Publisher: HarperCollins India
Pages: 224
Price: Rs. 299 INR(Paperback), Rs. 165 INR(Kindle Edition)
ISBN: 978–9354893650
Buy here: https://amzn.to/3EjB8fC

My take on the book:

All traffic signals in Mumbai city have suddenly stopped working, causing chaos, accidents and unrest; there are financial implications as well as multiple causalities. Shahwaz Ali Mirza, head of the Maharashtra Anti-Terrorism Squad along with Cybercrime IG Vikrant Singh, and his team start investigation immediately.

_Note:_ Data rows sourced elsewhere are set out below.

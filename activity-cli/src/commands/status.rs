//! Show resolved configuration and log state.

use anyhow::Result;
use campus_activity_client::ClientConfig;
use std::path::Path;

use super::logs;

/// Run the status command.
pub async fn run(config: &ClientConfig, data_dir: &Path) -> Result<()> {
    println!("=== activity-cli status ===");
    println!();

    println!("Paths:");
    println!("  Data dir:     {}", data_dir.display());
    println!("  Log document: {}", config.logs.document.display());
    println!("  Export dir:   {}", config.logs.export_dir.display());
    println!();

    if !config.logs.document.exists() {
        println!("Audit log: NOT CREATED");
        println!();
        println!("Run 'activity-cli logs add <message>' to start one.");
        return Ok(());
    }

    let store = logs::open(config).await;
    let entries = store.entries().await;
    println!("Audit log:");
    println!("  Entries:  {}", entries.len());
    println!(
        "  Dev mode: {}",
        if store.dev_mode().await { "on" } else { "off" }
    );
    if let Some(last) = entries.last() {
        println!("  Last:     {last}");
    }

    println!();
    println!("Cache:");
    println!("  Preview:  {} chars", config.cache.preview_chars);

    Ok(())
}

#[cfg(test)]
mod tests {
    use super::*;
    use tempfile::tempdir;

    #[tokio::test]
    async fn status_without_log() {
        let dir = tempdir().unwrap();
        let config = ClientConfig::default().with_data_dir(dir.path());

        // Should succeed but show "not created"
        let result = run(&config, dir.path()).await;
        assert!(result.is_ok());
    }

    #[tokio::test]
    async fn status_with_log() {
        let dir = tempdir().unwrap();
        let config = ClientConfig::default().with_data_dir(dir.path());
        logs::add(&config, "hello").await.unwrap();

        let result = run(&config, dir.path()).await;
        assert!(result.is_ok());
    }
}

Deo and Vikrant identify it as a Distributed Denial of Service (DDoS) attack and try to mask the identity and intentions of the hacker to reduce public outrage, as per Mirza’s advice.

Irritated as the cops deny him the intended fame and fear among the masses, the hacker Muntaqim launches a second cyber-attack, this time on the network of the local trains of Mumbai. While Deo is busy trying to trace Muntaqim on the dark web, Muntaqim has found a vulnerability in the Indian Government networks and is ready to launch a Zero Day attack.

Will Mirza’s team be able to identify and stop this Zero-day attack, who is Muntaqim and his reason for multiple cyber-attacks — this and more await the reader in the Zero Day.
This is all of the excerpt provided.